We read with great interest the work of Chi-chuan Wu on the use of retrograde dynamic locked nailing for valgus deformity of knee [1].We would like to congratulate the author for devising a new technique for this deformity. The author has concluded that the use of intramedullary nail provides better biomechanics when compared to the use of plate and that patients have better symptomatic relief. However, we would like to bring forth a few points to the authors notice:

  1. 1.

    Most of the patients were young (average age of 28 years) in the study group when compared to the studies in which plating was used in whom the predominant reason for the osteotomy was osteoarthritis. So, for the outcome of time to union, postoperative satisfaction would be biased.
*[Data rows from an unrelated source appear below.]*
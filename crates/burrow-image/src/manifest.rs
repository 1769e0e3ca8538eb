//! Image manifest model (Docker distribution schema 2).
//!
//! The registry can serve several manifest schemas for the same tag, chosen
//! by the `Accept` header. Only the v2 single-platform schema is accepted;
//! anything else is a hard error rather than a best-effort parse.

use burrow_common::constants::{
    MANIFEST_LIST_MEDIA_TYPE, MANIFEST_SCHEMA_VERSION, MANIFEST_V2_MEDIA_TYPE, MAX_IMAGE_LAYERS,
};
use burrow_common::types::Digest;
use serde::{Deserialize, Serialize};
use thiserror::Error;

/// Reference to a blob: its media type, size, and content digest.
#[derive(Debug, Clone, PartialEq, Eq, Serialize, Deserialize)]
#[serde(rename_all = "camelCase")]
pub struct Descriptor {
    /// Media type of the referenced blob.
    pub media_type: String,
    /// Size of the blob in bytes.
    pub size: u64,
    /// Content address of the blob.
    pub digest: Digest,
}

/// One image version: its config blob and ordered layers (bottom to top).
#[derive(Debug, Clone, PartialEq, Eq, Serialize, Deserialize)]
#[serde(rename_all = "camelCase")]
pub struct Manifest {
    /// Schema version, always 2.
    pub schema_version: u32,
    /// Manifest media type.
    pub media_type: String,
    /// Image configuration blob.
    pub config: Descriptor,
    /// Filesystem layers in extraction order.
    pub layers: Vec<Descriptor>,
}

/// Reasons a manifest body is rejected.
#[derive(Debug, Error)]
pub enum ManifestSchemaError {
    /// The body is not JSON or lacks required fields.
    #[error("malformed manifest: {0}")]
    Malformed(#[from] serde_json::Error),

    /// The body uses another schema version.
    #[error("unsupported schemaVersion {found:?}, expected {}", MANIFEST_SCHEMA_VERSION)]
    SchemaVersion {
        /// Version found in the body, if any.
        found: Option<u64>,
    },

    /// The registry returned a multi-platform manifest list.
    #[error("manifest lists are not supported; request a platform-specific tag or digest")]
    ManifestList,

    /// The body declares an unexpected media type.
    #[error("unexpected mediaType {found:?}, expected {}", MANIFEST_V2_MEDIA_TYPE)]
    MediaType {
        /// Media type found in the body, if any.
        found: Option<String>,
    },

    /// The image has more layers than the launcher accepts.
    #[error("image has {count} layers, the maximum is {}", MAX_IMAGE_LAYERS)]
    TooManyLayers {
        /// Number of layers in the manifest.
        count: usize,
    },
}

impl Manifest {
    /// Parses and validates a manifest body.
    ///
    /// # Errors
    ///
    /// Returns `ManifestSchemaError` when the body is not a v2
    /// single-platform manifest.
    pub fn from_slice(body: &[u8]) -> Result<Self, ManifestSchemaError> {
        let value: serde_json::Value = serde_json::from_slice(body)?;

        let version = value.get("schemaVersion").and_then(serde_json::Value::as_u64);
        if version != Some(u64::from(MANIFEST_SCHEMA_VERSION)) {
            return Err(ManifestSchemaError::SchemaVersion { found: version });
        }

        let media_type = value.get("mediaType").and_then(serde_json::Value::as_str);
        match media_type {
            Some(MANIFEST_V2_MEDIA_TYPE) => {}
            Some(MANIFEST_LIST_MEDIA_TYPE) => return Err(ManifestSchemaError::ManifestList),
            other => {
                return Err(ManifestSchemaError::MediaType {
                    found: other.map(str::to_owned),
                });
            }
        }

        let manifest: Self = serde_json::from_value(value)?;
        if manifest.layers.len() > MAX_IMAGE_LAYERS {
            return Err(ManifestSchemaError::TooManyLayers {
                count: manifest.layers.len(),
            });
        }
        Ok(manifest)
    }

    /// Returns the sum of all layer sizes in bytes.
    #[must_use]
    pub fn total_layer_size(&self) -> u64 {
        self.layers.iter().map(|l| l.size).sum()
    }
}

#[cfg(test)]
mod tests {
    use super::*;

    const CONFIG: &str = "sha256:aaaaaaaaaaaaaaaaaaaaaaaaaaaaaaaaaaaaaaaaaaaaaaaaaaaaaaaaaaaaaaaa";
    const LAYER_1: &str = "sha256:bbbbbbbbbbbbbbbbbbbbbbbbbbbbbbbbbbbbbbbbbbbbbbbbbbbbbbbbbbbbbbbb";
    const LAYER_2: &str = "sha256:cccccccccccccccccccccccccccccccccccccccccccccccccccccccccccccccc";

    fn v2_body(layers: &[&str]) -> String {
        let layers: Vec<String> = layers
            .iter()
            .map(|d| {
                format!(
                    r#"{{"mediaType":"application/vnd.docker.image.rootfs.diff.tar.gzip","size":10,"digest":"{d}"}}"#
                )
            })
            .collect();
        format!(
            r#"{{"schemaVersion":2,"mediaType":"{MANIFEST_V2_MEDIA_TYPE}",
                "config":{{"mediaType":"application/vnd.docker.container.image.v1+json","size":1469,"digest":"{CONFIG}"}},
                "layers":[{}]}}"#,
            layers.join(",")
        )
    }

    #[test]
    fn parses_v2_manifest_in_layer_order() {
        let manifest = Manifest::from_slice(v2_body(&[LAYER_1, LAYER_2]).as_bytes()).expect("parse");
        assert_eq!(manifest.schema_version, 2);
        assert_eq!(manifest.config.size, 1469);
        let digests: Vec<String> = manifest.layers.iter().map(|l| l.digest.to_string()).collect();
        assert_eq!(digests, vec![LAYER_1, LAYER_2]);
        assert_eq!(manifest.total_layer_size(), 20);
    }

    #[test]
    fn parses_manifest_without_layers() {
        let manifest = Manifest::from_slice(v2_body(&[]).as_bytes()).expect("parse");
        assert!(manifest.layers.is_empty());
    }

    #[test]
    fn rejects_schema_one_body() {
        let body = r#"{"schemaVersion":1,"name":"library/alpine","tag":"latest","fsLayers":[]}"#;
        let err = Manifest::from_slice(body.as_bytes()).unwrap_err();
        assert!(matches!(err, ManifestSchemaError::SchemaVersion { found: Some(1) }));
    }

    #[test]
    fn rejects_manifest_list() {
        let body = format!(r#"{{"schemaVersion":2,"mediaType":"{MANIFEST_LIST_MEDIA_TYPE}","manifests":[]}}"#);
        let err = Manifest::from_slice(body.as_bytes()).unwrap_err();
        assert!(matches!(err, ManifestSchemaError::ManifestList));
    }

    #[test]
    fn rejects_oci_media_type() {
        let body = v2_body(&[LAYER_1]).replace(
            MANIFEST_V2_MEDIA_TYPE,
            "application/vnd.oci.image.manifest.v1+json",
        );
        let err = Manifest::from_slice(body.as_bytes()).unwrap_err();
        assert!(matches!(err, ManifestSchemaError::MediaType { .. }));
    }

    #[test]
    fn rejects_missing_layers_field() {
        let body = format!(
            r#"{{"schemaVersion":2,"mediaType":"{MANIFEST_V2_MEDIA_TYPE}","config":{{"mediaType":"x","size":1,"digest":"{CONFIG}"}}}}"#
        );
        assert!(matches!(
            Manifest::from_slice(body.as_bytes()),
            Err(ManifestSchemaError::Malformed(_))
        ));
    }

    #[test]
    fn rejects_invalid_layer_digest() {
        let body = v2_body(&["sha256:not-hex"]);
        assert!(matches!(
            Manifest::from_slice(body.as_bytes()),
            Err(ManifestSchemaError::Malformed(_))
        ));
    }

    #[test]
    fn rejects_non_json() {
        assert!(Manifest::from_slice(b"<html>nope</html>").is_err());
    }

    #[test]
    fn rejects_too_many_layers() {
        let layers = vec![LAYER_1; MAX_IMAGE_LAYERS + 1];
        let err = Manifest::from_slice(v2_body(&layers).as_bytes()).unwrap_err();
        assert!(matches!(err, ManifestSchemaError::TooManyLayers { count } if count == MAX_IMAGE_LAYERS + 1));
    }
}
It would have been better if the author would have created a control group in whom plating is used to overcome the bias.

  2. 2.

    The author did not comment on the stability of the implant in this study. Ito et al. [2] concluded that retrograde nail was noted to provide equal or greater stability than the plate, except when large torsional loads are anticipated. As the patient population in the study group was comprised of young individuals with high impact activities, concern regarding the stability of the implant exists.

  3. 3.

    The use of retrograde nails further entails potential risk of knee sepsis, damage to articular cartilage, and ligaments while inserting the nail.

We conclude that the use of retrograde nail to correct the valgus deformity in young adults is a promising technique. However, a comparative trial with a longer follow-up would further shed more light on the advantages of this technique over plating.